• Task details: Count how many lines below include the string "InputPolicy". Only that number should appear in the reply.

• Listed entries:

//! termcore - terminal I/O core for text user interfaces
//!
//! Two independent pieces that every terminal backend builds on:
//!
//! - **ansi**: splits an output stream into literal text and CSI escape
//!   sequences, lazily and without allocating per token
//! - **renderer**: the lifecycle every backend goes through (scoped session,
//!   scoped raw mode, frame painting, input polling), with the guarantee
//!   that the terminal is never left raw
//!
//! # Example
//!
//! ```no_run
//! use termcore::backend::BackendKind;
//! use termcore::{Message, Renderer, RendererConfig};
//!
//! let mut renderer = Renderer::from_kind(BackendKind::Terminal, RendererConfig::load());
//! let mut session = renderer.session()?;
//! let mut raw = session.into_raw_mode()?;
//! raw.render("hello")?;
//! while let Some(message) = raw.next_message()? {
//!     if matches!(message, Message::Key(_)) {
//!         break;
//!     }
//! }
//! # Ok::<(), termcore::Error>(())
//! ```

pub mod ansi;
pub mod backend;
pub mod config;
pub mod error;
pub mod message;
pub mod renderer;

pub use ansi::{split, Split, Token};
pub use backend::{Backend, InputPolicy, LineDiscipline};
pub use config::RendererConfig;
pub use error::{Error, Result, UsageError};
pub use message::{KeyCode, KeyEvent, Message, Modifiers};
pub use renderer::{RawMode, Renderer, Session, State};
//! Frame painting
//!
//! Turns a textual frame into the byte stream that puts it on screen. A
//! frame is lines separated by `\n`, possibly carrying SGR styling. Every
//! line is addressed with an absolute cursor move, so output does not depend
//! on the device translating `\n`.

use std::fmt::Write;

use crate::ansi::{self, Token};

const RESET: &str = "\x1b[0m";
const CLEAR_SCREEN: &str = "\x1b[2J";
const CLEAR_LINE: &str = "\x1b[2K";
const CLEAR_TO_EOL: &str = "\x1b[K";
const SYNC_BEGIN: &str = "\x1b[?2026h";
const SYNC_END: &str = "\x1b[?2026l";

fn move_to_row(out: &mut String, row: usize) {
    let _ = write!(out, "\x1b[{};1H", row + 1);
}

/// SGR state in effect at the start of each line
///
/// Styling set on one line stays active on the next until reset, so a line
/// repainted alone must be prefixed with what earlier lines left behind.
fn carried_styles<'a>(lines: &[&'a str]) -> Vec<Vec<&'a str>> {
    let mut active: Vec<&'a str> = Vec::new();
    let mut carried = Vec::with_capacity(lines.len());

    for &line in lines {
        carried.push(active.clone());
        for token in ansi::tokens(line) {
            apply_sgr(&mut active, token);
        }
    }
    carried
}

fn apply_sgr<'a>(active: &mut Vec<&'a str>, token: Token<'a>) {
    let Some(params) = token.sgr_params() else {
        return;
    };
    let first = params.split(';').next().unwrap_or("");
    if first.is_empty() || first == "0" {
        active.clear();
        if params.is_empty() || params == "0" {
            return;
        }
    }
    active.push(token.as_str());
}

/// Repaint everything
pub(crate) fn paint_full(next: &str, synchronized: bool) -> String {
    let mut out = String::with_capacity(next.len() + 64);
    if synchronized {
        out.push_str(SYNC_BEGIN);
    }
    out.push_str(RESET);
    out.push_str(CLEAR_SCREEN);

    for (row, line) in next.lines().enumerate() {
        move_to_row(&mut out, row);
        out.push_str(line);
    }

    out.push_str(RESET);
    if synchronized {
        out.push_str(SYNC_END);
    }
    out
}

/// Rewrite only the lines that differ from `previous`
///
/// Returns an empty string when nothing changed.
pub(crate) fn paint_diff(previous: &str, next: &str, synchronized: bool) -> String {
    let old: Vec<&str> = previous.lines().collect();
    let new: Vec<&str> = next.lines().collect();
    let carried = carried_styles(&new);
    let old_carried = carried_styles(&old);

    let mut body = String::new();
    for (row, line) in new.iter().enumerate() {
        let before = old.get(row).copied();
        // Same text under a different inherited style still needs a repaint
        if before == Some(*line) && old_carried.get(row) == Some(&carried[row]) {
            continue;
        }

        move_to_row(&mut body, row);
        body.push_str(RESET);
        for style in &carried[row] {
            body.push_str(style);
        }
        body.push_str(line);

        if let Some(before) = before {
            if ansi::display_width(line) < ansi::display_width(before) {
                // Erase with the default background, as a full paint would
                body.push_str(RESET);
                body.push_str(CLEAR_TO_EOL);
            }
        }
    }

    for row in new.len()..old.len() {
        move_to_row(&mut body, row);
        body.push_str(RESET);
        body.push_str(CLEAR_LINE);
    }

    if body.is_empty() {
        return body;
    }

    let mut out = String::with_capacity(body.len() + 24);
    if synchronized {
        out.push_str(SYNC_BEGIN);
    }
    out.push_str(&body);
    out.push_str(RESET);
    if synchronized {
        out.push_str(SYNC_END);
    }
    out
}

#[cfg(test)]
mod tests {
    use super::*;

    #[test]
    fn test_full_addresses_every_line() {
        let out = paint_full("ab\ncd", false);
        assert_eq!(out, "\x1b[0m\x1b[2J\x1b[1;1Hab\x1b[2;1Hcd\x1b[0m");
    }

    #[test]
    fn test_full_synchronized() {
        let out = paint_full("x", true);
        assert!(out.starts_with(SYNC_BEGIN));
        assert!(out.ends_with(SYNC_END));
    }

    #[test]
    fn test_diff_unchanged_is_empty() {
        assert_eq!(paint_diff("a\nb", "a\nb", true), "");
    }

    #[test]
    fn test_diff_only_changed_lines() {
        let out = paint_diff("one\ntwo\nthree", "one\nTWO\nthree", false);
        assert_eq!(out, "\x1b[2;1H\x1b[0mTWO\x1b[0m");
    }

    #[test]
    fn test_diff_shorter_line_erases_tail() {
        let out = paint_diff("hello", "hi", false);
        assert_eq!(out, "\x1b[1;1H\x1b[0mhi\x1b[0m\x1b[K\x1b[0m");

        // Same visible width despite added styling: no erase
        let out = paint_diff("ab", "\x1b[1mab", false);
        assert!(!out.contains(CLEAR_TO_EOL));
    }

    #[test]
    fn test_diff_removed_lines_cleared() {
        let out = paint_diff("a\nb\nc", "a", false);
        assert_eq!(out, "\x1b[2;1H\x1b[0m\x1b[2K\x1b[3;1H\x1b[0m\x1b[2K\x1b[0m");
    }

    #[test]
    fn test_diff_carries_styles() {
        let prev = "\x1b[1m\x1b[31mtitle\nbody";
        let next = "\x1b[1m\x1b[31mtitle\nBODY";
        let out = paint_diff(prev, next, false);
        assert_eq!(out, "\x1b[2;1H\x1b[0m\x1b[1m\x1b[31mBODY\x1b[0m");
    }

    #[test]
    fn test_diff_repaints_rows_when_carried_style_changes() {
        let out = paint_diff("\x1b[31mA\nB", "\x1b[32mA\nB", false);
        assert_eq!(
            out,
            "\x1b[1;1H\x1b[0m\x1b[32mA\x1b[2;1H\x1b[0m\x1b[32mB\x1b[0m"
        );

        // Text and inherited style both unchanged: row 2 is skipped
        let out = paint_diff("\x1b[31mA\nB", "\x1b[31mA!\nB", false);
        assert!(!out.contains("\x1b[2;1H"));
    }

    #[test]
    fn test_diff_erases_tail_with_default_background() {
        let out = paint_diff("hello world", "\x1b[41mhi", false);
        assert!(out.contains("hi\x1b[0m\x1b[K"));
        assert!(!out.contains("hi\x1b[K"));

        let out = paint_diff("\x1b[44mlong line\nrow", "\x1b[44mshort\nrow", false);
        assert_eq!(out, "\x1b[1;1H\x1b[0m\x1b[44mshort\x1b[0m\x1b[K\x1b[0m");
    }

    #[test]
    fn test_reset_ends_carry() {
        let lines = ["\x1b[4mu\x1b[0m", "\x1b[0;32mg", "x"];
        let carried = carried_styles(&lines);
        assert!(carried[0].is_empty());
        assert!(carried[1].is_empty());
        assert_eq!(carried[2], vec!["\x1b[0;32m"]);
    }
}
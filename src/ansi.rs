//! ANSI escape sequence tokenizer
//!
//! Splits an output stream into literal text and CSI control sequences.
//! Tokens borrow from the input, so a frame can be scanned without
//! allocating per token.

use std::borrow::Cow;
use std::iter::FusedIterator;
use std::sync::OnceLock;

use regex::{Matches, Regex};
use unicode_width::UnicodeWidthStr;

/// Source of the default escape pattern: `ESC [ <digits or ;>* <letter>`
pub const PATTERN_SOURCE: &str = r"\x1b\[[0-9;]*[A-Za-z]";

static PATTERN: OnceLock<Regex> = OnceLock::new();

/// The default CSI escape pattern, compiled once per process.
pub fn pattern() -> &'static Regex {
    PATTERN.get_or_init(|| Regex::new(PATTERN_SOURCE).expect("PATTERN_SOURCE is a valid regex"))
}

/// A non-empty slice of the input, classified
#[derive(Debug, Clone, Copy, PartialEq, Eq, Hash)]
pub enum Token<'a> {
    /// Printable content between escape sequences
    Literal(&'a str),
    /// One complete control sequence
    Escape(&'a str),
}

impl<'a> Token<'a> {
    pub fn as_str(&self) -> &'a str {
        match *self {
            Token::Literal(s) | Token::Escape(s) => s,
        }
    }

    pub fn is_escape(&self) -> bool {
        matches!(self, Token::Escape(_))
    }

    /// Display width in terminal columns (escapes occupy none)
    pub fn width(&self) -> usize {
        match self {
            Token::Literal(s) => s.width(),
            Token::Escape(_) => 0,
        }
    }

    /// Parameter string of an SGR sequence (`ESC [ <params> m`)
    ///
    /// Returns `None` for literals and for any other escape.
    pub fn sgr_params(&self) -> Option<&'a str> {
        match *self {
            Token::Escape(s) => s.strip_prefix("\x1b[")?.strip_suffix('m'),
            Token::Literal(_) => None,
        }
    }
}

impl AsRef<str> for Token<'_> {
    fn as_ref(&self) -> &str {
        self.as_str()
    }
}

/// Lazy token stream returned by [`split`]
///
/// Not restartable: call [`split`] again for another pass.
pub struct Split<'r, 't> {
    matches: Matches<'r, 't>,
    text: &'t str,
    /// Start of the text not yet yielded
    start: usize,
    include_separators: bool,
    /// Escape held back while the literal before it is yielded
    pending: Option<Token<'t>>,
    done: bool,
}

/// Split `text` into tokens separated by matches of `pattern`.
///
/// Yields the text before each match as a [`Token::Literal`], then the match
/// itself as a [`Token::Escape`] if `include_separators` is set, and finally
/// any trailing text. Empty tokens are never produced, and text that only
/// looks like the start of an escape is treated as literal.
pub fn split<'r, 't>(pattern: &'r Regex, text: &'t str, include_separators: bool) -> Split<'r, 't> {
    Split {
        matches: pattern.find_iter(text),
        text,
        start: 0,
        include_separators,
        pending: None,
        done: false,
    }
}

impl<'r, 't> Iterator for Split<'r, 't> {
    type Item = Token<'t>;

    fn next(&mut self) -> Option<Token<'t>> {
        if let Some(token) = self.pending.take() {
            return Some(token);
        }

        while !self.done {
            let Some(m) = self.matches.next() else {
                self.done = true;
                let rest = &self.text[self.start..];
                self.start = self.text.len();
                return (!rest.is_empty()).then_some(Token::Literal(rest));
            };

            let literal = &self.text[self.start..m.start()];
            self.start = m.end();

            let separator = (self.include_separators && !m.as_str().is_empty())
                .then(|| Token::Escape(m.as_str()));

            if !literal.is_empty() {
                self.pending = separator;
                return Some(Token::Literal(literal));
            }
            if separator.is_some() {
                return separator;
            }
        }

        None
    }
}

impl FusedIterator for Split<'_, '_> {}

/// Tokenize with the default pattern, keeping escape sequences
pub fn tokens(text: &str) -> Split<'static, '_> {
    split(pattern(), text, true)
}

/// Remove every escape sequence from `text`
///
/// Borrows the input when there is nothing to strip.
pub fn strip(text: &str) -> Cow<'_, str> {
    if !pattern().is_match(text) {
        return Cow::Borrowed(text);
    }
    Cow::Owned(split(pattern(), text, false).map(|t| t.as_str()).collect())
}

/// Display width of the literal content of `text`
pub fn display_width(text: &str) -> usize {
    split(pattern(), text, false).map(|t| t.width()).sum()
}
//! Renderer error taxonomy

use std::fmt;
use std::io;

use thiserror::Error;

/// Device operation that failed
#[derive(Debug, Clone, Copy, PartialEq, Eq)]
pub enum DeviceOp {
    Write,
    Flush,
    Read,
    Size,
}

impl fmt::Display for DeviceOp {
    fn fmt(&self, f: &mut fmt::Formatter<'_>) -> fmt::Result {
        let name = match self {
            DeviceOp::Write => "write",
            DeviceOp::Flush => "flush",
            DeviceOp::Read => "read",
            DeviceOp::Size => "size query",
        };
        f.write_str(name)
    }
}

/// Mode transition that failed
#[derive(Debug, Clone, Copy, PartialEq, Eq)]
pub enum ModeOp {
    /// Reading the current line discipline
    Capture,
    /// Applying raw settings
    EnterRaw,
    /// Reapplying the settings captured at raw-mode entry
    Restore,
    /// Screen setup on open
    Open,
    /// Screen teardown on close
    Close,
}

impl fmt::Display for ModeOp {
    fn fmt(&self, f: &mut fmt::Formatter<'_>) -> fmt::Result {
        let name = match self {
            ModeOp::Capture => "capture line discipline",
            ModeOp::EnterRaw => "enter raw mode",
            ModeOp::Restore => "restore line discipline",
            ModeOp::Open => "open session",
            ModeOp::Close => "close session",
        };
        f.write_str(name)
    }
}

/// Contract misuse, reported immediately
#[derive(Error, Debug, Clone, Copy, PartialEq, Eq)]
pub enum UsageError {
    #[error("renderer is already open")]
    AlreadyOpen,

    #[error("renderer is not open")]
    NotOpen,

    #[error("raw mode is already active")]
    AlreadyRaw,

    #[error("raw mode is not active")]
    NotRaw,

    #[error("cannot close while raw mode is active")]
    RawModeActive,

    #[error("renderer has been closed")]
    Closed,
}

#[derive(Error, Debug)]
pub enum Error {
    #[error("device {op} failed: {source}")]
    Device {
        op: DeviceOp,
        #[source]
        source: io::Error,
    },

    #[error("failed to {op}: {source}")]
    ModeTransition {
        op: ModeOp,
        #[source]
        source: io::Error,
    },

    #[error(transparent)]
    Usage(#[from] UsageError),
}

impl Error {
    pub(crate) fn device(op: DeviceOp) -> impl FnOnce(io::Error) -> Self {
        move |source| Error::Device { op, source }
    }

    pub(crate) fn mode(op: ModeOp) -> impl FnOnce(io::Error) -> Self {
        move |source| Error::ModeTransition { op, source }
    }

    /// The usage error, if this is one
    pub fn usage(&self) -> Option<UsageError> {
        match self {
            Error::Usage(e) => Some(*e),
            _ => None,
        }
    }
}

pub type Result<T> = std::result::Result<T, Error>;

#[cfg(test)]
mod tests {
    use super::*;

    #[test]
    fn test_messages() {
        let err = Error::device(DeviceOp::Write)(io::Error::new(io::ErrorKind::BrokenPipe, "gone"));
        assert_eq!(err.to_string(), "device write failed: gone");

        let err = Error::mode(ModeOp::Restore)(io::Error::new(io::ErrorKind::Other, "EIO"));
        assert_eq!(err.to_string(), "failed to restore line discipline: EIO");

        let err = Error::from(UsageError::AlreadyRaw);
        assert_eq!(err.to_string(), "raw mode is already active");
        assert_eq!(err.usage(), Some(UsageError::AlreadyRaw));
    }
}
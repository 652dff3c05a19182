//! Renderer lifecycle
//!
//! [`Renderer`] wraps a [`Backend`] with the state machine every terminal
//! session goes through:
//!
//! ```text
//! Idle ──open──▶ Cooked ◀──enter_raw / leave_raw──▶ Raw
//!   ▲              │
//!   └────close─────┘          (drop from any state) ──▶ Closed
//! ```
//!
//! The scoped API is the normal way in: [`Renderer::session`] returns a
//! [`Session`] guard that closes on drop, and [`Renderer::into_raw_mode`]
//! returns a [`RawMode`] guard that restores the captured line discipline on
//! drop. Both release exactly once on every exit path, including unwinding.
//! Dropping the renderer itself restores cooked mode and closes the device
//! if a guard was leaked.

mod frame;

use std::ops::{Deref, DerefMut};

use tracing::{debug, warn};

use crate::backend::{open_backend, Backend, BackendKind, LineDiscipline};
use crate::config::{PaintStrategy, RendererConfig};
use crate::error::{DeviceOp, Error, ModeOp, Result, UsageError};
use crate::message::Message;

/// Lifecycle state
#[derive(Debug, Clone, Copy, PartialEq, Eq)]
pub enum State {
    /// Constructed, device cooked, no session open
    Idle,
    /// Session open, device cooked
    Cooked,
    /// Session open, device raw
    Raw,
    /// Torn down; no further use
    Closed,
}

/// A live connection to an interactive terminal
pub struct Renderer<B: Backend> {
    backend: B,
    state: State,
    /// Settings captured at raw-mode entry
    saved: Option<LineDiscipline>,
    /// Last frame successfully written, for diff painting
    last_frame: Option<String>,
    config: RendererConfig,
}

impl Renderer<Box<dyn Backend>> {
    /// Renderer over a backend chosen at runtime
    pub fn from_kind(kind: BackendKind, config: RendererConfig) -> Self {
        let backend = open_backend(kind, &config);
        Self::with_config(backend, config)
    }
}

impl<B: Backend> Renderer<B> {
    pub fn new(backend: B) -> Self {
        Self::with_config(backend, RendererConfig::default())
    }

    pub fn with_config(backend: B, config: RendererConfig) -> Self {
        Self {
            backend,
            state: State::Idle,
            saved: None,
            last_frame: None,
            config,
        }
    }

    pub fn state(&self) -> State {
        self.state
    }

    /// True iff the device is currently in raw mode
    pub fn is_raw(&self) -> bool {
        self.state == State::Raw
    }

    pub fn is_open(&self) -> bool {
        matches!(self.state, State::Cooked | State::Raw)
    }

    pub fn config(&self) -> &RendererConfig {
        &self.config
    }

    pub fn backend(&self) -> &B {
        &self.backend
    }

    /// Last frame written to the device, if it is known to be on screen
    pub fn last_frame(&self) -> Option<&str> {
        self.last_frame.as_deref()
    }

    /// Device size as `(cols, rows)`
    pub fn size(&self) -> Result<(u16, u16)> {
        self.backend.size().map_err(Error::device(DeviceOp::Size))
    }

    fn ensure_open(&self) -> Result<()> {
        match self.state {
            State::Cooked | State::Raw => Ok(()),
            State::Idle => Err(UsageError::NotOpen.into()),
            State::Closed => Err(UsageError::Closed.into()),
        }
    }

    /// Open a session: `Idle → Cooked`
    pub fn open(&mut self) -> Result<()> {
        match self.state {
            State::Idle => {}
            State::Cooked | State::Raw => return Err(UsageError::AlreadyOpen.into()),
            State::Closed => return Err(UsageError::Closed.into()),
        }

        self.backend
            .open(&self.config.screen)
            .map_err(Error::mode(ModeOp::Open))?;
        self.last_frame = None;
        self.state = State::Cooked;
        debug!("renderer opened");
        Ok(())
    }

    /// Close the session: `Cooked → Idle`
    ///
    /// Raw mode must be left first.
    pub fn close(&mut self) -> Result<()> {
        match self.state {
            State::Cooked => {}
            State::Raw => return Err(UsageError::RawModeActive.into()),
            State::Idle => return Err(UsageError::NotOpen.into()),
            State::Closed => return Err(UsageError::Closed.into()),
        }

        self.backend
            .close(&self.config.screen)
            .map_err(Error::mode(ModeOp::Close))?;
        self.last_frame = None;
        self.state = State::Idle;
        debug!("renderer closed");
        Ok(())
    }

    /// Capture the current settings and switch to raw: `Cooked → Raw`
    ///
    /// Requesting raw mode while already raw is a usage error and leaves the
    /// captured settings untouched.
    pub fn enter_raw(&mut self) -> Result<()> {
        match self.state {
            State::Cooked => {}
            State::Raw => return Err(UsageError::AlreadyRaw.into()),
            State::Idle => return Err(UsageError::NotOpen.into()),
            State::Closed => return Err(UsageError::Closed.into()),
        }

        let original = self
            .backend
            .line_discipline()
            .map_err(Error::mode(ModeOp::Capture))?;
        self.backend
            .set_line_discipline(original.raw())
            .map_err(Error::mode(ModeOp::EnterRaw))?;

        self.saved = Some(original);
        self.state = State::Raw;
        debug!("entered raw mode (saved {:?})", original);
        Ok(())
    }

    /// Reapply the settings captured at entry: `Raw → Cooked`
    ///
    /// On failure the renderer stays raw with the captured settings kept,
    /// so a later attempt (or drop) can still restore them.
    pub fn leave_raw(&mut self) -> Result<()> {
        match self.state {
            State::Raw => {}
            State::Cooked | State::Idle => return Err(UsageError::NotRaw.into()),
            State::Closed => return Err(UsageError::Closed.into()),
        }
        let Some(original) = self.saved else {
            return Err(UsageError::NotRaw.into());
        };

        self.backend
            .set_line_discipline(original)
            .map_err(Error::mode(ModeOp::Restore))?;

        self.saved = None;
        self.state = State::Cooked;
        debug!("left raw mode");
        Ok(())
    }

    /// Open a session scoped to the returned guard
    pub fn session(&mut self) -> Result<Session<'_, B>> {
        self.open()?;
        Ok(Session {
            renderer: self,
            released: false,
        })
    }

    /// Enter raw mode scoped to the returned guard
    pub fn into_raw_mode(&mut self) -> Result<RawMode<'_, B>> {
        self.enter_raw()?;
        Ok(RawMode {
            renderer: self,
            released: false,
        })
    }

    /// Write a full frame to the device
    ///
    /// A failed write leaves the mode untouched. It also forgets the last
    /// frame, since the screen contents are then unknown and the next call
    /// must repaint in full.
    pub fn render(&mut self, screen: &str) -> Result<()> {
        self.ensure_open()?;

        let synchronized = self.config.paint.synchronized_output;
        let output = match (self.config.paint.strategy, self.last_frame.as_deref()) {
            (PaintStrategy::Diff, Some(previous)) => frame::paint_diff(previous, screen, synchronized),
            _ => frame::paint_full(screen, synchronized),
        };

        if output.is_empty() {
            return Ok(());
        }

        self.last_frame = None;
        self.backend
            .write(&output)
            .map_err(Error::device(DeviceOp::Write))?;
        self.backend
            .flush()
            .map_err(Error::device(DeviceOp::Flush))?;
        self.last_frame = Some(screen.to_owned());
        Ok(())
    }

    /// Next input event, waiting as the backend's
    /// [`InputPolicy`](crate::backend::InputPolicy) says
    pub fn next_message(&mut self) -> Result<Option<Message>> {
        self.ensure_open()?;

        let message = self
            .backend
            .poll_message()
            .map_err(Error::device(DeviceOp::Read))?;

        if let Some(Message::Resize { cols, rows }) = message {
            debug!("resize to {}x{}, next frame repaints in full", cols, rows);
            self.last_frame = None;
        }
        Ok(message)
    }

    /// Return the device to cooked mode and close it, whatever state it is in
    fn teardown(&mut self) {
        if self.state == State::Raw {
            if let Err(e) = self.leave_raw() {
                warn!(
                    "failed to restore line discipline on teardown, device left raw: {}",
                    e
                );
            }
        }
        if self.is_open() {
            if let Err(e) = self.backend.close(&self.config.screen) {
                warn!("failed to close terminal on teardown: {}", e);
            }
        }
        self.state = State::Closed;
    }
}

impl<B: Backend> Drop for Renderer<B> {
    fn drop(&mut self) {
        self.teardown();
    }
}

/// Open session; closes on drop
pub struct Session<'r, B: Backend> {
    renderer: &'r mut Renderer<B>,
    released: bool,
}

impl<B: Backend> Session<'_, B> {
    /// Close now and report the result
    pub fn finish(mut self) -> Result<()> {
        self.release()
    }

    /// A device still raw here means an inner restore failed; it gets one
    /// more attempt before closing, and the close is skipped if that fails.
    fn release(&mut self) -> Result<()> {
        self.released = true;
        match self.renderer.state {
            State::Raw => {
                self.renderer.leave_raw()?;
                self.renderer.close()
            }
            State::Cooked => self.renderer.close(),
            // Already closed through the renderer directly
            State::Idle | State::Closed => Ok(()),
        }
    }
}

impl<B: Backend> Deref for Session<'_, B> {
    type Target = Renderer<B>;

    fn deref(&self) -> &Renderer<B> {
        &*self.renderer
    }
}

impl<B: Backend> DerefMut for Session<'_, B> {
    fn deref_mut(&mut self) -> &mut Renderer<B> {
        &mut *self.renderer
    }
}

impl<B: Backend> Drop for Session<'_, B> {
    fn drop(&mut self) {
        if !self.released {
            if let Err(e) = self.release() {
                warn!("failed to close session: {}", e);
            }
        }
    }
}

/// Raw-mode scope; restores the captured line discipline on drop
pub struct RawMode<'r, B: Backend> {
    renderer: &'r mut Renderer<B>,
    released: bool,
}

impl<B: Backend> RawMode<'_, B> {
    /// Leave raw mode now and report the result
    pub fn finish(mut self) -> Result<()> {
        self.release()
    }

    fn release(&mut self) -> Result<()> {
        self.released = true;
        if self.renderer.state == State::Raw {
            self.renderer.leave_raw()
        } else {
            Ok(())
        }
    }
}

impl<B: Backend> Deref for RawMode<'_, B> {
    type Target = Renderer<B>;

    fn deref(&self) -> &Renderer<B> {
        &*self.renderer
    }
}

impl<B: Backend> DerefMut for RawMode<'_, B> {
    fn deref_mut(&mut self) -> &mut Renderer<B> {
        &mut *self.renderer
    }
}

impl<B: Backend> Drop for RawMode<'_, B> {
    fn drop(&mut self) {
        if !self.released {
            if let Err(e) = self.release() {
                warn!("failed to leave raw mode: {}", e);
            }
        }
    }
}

• Exercise result: 2